Basic Counting Principles Counting problems are of the following kind: “How many different 8-letter passwords are there?” “How many possible ways are there to pick 11 soccer players out of a 20-player team?”

Basic Counting Principles Example: ISF Academy will award a free computer to either a Math teacher or a student. How many different choices are there, if there are 530 students and 6 Math teachers? There are 530 + 6 = 536 choices. The sum rule: If a task can be done in n1 ways and a second task in n2 ways, and if these two tasks cannot be done at the same time, then there are n1 + n2 ways to do either task. Key Word: “Or”

Basic Counting Principles Example: Tiger has 8 red pens, 3 blue pens and 9 green pens. How many different pens can he use? Solution: Since he can choose either red, blue or green, this is the sum rule. He can use 8 + 3 + 9 = 20 different pens.

Basic Counting Principles Example: Mr Loo has 5 shirts and 3 pants. How many different outfits can he wear? Solution: 5 x 3 = 15. But why?

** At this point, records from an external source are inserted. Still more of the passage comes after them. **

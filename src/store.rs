//! Signed-cookie credential store.
//!
//! The store owns the four session fields and their attribute policy. Every
//! field is written through a keyed signed jar as HttpOnly, SameSite=Strict,
//! Path=/ so page script never sees token material and cross-site requests
//! never carry it. Validity checks always compare against a wall-clock `now`
//! supplied by the caller at the comparison site.

// crates.io
use cookie::{Cookie, CookieJar, Key, SameSite};
// self
use crate::{
	_prelude::*,
	auth::{Claims, Credential, StoredCredential, TokenSecret, credential},
	error::StoreError,
};

/// Cookie holding the bearer access token.
pub const ACCESS_TOKEN_COOKIE: &str = "access_token";
/// Cookie holding the refresh token.
pub const REFRESH_TOKEN_COOKIE: &str = "refresh_token";
/// Cookie holding the access expiry as epoch milliseconds.
pub const TOKEN_EXPIRY_COOKIE: &str = "token_expiry";
/// Cookie holding the serialized claims document.
pub const USER_INFO_COOKIE: &str = "user_info";

const SESSION_COOKIES: [&str; 4] =
	[ACCESS_TOKEN_COOKIE, REFRESH_TOKEN_COOKIE, TOKEN_EXPIRY_COOKIE, USER_INFO_COOKIE];

/// Attribute policy applied to every session cookie.
#[derive(Clone, Debug)]
pub struct CookiePolicy {
	/// Restrict cookies to TLS transports. Disable only for local
	/// development.
	pub secure: bool,
	/// Retention window for the user-info field.
	///
	/// The field outlives the access token so UI personalization survives
	/// token rollover, but its trust window for authorization decisions is
	/// always the access expiry, never this retention.
	pub user_info_retention: Duration,
}
impl CookiePolicy {
	/// Overrides the secure flag.
	pub fn with_secure(mut self, secure: bool) -> Self {
		self.secure = secure;

		self
	}

	/// Overrides the user-info retention window.
	pub fn with_user_info_retention(mut self, retention: Duration) -> Self {
		self.user_info_retention = retention;

		self
	}
}
impl Default for CookiePolicy {
	fn default() -> Self {
		Self { secure: true, user_info_retention: Duration::days(7) }
	}
}

/// Reads and writes the credential pair + claims on a cookie carrier.
#[derive(Clone)]
pub struct CredentialStore {
	key: Key,
	policy: CookiePolicy,
}
impl CredentialStore {
	/// Creates a store signing with `key` under the default policy.
	pub fn new(key: Key) -> Self {
		Self { key, policy: CookiePolicy::default() }
	}

	/// Overrides the cookie attribute policy.
	pub fn with_policy(mut self, policy: CookiePolicy) -> Self {
		self.policy = policy;

		self
	}

	/// Reads the stored credential, when the token + expiry fields are
	/// present and well formed.
	///
	/// Presence is not validity: callers decide with
	/// [`StoredCredential::is_access_valid_at`] against their own `now`.
	pub fn read(&self, jar: &CookieJar) -> Option<StoredCredential> {
		let signed = jar.signed(&self.key);
		let access = signed.get(ACCESS_TOKEN_COOKIE)?;
		let expiry_ms = signed.get(TOKEN_EXPIRY_COOKIE)?.value().parse::<i64>().ok()?;
		let refresh =
			signed.get(REFRESH_TOKEN_COOKIE).map(|cookie| TokenSecret::new(cookie.value()));

		Some(StoredCredential {
			access_token: TokenSecret::new(access.value()),
			refresh_token: refresh,
			access_expires_at: credential::from_unix_ms(expiry_ms),
		})
	}

	/// Returns the access token only when it is still valid at `now`.
	pub fn valid_access_token(&self, jar: &CookieJar, now: OffsetDateTime) -> Option<String> {
		let stored = self.read(jar)?;

		stored.is_access_valid_at(now).then(|| stored.access_token.expose().to_owned())
	}

	/// Returns the refresh token independently of access token state.
	///
	/// The access cookie expires before the refresh cookie, so a session can
	/// hold a refresh token while its access fields are already gone.
	pub fn refresh_token(&self, jar: &CookieJar) -> Option<String> {
		self.key_value(jar, REFRESH_TOKEN_COOKIE)
	}

	/// Returns the stored claims while their trust window is open.
	///
	/// The window is bounded by the access expiry field; the user-info
	/// cookie's own longer retention only serves non-authoritative UI reads.
	/// Malformed documents read as absent.
	pub fn claims(&self, jar: &CookieJar, now: OffsetDateTime) -> Option<Claims> {
		let expiry_ms = self.key_value(jar, TOKEN_EXPIRY_COOKIE)?.parse::<i64>().ok()?;

		if credential::from_unix_ms(expiry_ms) <= now {
			return None;
		}

		serde_json::from_str(&self.key_value(jar, USER_INFO_COOKIE)?).ok()
	}

	/// Writes a full credential replacement plus its derived claims.
	///
	/// All four fields are replaced in one pass over the in-memory jar;
	/// partial writes cannot reach the response.
	pub fn write(
		&self,
		jar: &mut CookieJar,
		credential: &Credential,
		claims: &Claims,
	) -> Result<(), StoreError> {
		let user_info = serde_json::to_string(claims)
			.map_err(|e| StoreError::Serialization { message: e.to_string() })?;
		let now = OffsetDateTime::now_utc();
		let access_ttl = credential.access_expires_at - now;
		let refresh_ttl = credential.refresh_expires_at - now;
		let expiry_ms = credential.access_expiry_unix_ms().to_string();
		let mut signed = jar.signed_mut(&self.key);

		signed.add(self.session_cookie(
			ACCESS_TOKEN_COOKIE,
			credential.access_token.expose().to_owned(),
			access_ttl,
		));
		signed.add(self.session_cookie(
			REFRESH_TOKEN_COOKIE,
			credential.refresh_token.expose().to_owned(),
			refresh_ttl,
		));
		signed.add(self.session_cookie(TOKEN_EXPIRY_COOKIE, expiry_ms, access_ttl));
		signed.add(self.session_cookie(
			USER_INFO_COOKIE,
			user_info,
			self.policy.user_info_retention,
		));

		Ok(())
	}

	/// Removes all four session fields.
	pub fn clear(&self, jar: &mut CookieJar) {
		for name in SESSION_COOKIES {
			let mut removal = Cookie::from(name);

			removal.set_path("/");
			jar.remove(removal);
		}
	}

	fn key_value(&self, jar: &CookieJar, name: &'static str) -> Option<String> {
		jar.signed(&self.key).get(name).map(|cookie| cookie.value().to_owned())
	}

	fn session_cookie(
		&self,
		name: &'static str,
		value: String,
		max_age: Duration,
	) -> Cookie<'static> {
		Cookie::build((name, value))
			.http_only(true)
			.secure(self.policy.secure)
			.same_site(SameSite::Strict)
			.path("/")
			.max_age(max_age)
			.build()
	}
}
impl Debug for CredentialStore {
	fn fmt(&self, f: &mut Formatter) -> FmtResult {
		f.debug_struct("CredentialStore").field("policy", &self.policy).finish()
	}
}

#[cfg(test)]
mod tests {
	// crates.io
	use cookie::CookieJar;
	// self
	use super::*;
	use crate::auth::ClientAccess;

	fn store() -> CredentialStore {
		CredentialStore::new(Key::generate())
	}

	fn claims() -> Claims {
		Claims {
			sub: "subject".into(),
			iat: 1_748_000_000,
			exp: 1_748_000_300,
			preferred_username: Some("alice".into()),
			email: None,
			name: None,
			resource_access: [("claims-portal".to_owned(), ClientAccess {
				roles: vec!["user".into()],
			})]
			.into(),
		}
	}

	fn write_fresh(store: &CredentialStore, jar: &mut CookieJar, lifetime: Duration) -> Credential {
		let credential = Credential::issue(
			"access-value",
			"refresh-value",
			OffsetDateTime::now_utc(),
			lifetime,
			Duration::days(1),
		);

		store
			.write(jar, &credential, &claims())
			.expect("Writing session cookies should succeed.");

		credential
	}

	#[test]
	fn write_then_read_round_trips() {
		let store = store();
		let mut jar = CookieJar::new();
		let credential = write_fresh(&store, &mut jar, Duration::minutes(5));
		let stored = store.read(&jar).expect("Stored credential should read back.");

		assert_eq!(stored.access_token.expose(), "access-value");
		assert_eq!(
			stored.refresh_token.as_ref().map(TokenSecret::expose),
			Some("refresh-value")
		);
		assert_eq!(
			credential::unix_ms(stored.access_expires_at),
			credential.access_expiry_unix_ms()
		);
	}

	#[test]
	fn expired_access_reads_as_invalid() {
		let store = store();
		let mut jar = CookieJar::new();

		write_fresh(&store, &mut jar, Duration::minutes(5));

		let now = OffsetDateTime::now_utc();

		assert!(store.valid_access_token(&jar, now).is_some());
		assert!(store.valid_access_token(&jar, now + Duration::minutes(6)).is_none());
		// The refresh token outlives the access pair.
		assert!(store.refresh_token(&jar).is_some());
	}

	#[test]
	fn claims_trust_window_matches_access_expiry() {
		let store = store();
		let mut jar = CookieJar::new();

		write_fresh(&store, &mut jar, Duration::minutes(5));

		let now = OffsetDateTime::now_utc();

		assert!(store.claims(&jar, now).is_some());
		// The user-info cookie is retained for days, but trust ends with the
		// access token.
		assert!(store.claims(&jar, now + Duration::minutes(6)).is_none());
	}

	#[test]
	fn clear_removes_every_field() {
		let store = store();
		let mut jar = CookieJar::new();

		write_fresh(&store, &mut jar, Duration::minutes(5));
		store.clear(&mut jar);

		assert!(store.read(&jar).is_none());
		assert!(store.refresh_token(&jar).is_none());
		assert!(store.claims(&jar, OffsetDateTime::now_utc()).is_none());
	}

	#[test]
	fn tampered_cookies_fail_signature_checks() {
		let store = store();
		let mut jar = CookieJar::new();

		write_fresh(&store, &mut jar, Duration::minutes(5));
		jar.add(Cookie::new(ACCESS_TOKEN_COOKIE, "forged-value"));

		assert!(store.read(&jar).is_none());
	}

	#[test]
	fn malformed_user_info_reads_as_absent() {
		let store = store();
		let mut jar = CookieJar::new();

		write_fresh(&store, &mut jar, Duration::minutes(5));
		jar.signed_mut(&store.key).add(Cookie::new(USER_INFO_COOKIE, "{not json"));

		assert!(store.claims(&jar, OffsetDateTime::now_utc()).is_none());
	}
}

Basic Counting Principles Example: How many different license plates are there that containing exactly three English letters ? Solution: There are 26 possibilities to pick the first letter, then 26 possibilities for the second one, and 26 for the last one. So there are 26 x 26 x 26 = 17576 different license plates.

Basic Counting Principles The product rule: Suppose that a procedure can be broken down into two successive tasks. If there are n1 ways to do the first task and n2 ways to do the second task after the first task has been done, then there are n1 x n2 ways to do the procedure. Key word: “AND”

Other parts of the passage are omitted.